Aim of the task: After reading the data below, copy out every line that contains the word "Some".

Dataset entries
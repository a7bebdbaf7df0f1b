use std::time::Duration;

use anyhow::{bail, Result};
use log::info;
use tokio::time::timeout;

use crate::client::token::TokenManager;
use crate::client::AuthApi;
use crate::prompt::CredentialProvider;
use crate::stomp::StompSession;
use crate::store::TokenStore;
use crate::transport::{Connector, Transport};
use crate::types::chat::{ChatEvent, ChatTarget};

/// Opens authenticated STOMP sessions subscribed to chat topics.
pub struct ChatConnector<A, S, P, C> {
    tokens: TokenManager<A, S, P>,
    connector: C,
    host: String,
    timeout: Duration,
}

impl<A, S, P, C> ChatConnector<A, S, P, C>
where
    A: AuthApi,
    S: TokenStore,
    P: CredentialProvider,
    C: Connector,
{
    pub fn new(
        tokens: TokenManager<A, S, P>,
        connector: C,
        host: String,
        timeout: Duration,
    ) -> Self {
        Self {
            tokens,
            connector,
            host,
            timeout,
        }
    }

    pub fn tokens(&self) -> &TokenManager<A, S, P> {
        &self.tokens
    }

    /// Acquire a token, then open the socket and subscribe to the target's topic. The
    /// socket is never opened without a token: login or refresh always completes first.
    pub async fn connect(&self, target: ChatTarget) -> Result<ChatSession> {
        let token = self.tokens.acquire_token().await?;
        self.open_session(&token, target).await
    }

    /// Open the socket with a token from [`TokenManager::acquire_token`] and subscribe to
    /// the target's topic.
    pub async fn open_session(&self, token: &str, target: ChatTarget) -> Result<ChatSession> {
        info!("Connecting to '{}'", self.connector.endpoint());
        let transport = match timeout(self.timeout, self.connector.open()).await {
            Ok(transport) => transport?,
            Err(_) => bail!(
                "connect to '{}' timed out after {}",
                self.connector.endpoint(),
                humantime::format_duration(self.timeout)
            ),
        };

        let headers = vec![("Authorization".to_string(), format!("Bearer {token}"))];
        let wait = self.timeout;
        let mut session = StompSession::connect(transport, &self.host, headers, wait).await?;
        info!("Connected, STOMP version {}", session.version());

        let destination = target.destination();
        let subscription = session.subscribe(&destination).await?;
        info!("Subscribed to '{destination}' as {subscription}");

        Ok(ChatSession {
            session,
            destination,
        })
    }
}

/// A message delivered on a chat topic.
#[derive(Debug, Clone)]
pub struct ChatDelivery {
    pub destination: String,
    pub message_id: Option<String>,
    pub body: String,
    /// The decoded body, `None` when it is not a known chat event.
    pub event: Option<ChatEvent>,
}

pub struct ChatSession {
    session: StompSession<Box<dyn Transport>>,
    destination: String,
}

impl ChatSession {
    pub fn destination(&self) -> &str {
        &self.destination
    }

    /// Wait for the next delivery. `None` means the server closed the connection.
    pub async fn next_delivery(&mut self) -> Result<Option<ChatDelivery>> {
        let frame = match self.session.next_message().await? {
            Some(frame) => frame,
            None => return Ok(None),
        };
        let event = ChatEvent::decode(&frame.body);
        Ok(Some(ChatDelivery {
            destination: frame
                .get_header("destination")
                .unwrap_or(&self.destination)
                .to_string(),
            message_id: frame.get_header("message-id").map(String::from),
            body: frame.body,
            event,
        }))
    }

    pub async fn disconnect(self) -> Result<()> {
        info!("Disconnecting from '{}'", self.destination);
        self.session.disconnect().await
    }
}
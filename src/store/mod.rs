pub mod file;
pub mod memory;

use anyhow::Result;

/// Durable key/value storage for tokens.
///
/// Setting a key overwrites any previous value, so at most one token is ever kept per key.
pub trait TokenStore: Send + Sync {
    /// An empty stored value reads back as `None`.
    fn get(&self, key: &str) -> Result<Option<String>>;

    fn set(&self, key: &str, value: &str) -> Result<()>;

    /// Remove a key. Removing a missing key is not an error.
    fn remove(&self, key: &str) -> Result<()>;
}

Result of the task:
            Some(frame) => frame,
        Ok(Some(ChatDelivery {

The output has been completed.